Mikhail Spiridonovich Gvozdev (Михаи́л Спиридо́нович Гво́здев; c. 1700 – after 1759) was a Russian military geodesist and a commander of the expedition to northern Alaska in 1732, when the Alaskan shore was sighted by Russians for the first time.

In 1732, together with the participants of the First Kamchatka expedition navigators Ivan Fyodorov and K. Moshkov, Gvozdev sailed to Dezhnev Cape, the easternmost point of Asia, in the St. Gabriel (Святой Гавриил, Sviatoi Gavriil). From there, after having replenished the water supply on 5 August, the St. Gabriel sailed east and soon came near the American mainland at Cape Prince of Wales. They charted the northwestern coast of Alaska and mapped their route.

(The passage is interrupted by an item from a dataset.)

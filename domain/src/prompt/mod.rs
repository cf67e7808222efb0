//! Prompt templates

pub mod template;

pub use template::PromptTemplate;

By doing this, Fyodorov and Gvozdev completed the discovery of the Bering Strait, once started by Semyon Dezhnyov and Fedot Alekseyev and continued by Bering.

Subsequently, in 1741–1742, Gvozdev participated in an expedition led by Alexey Shelting and mapped most of the western and southern shores of the Sea of Okhotsk, as well as the eastern shore of Sakhalin.

==Legacy==
A cape on Sakhalin is named after Gvozdev.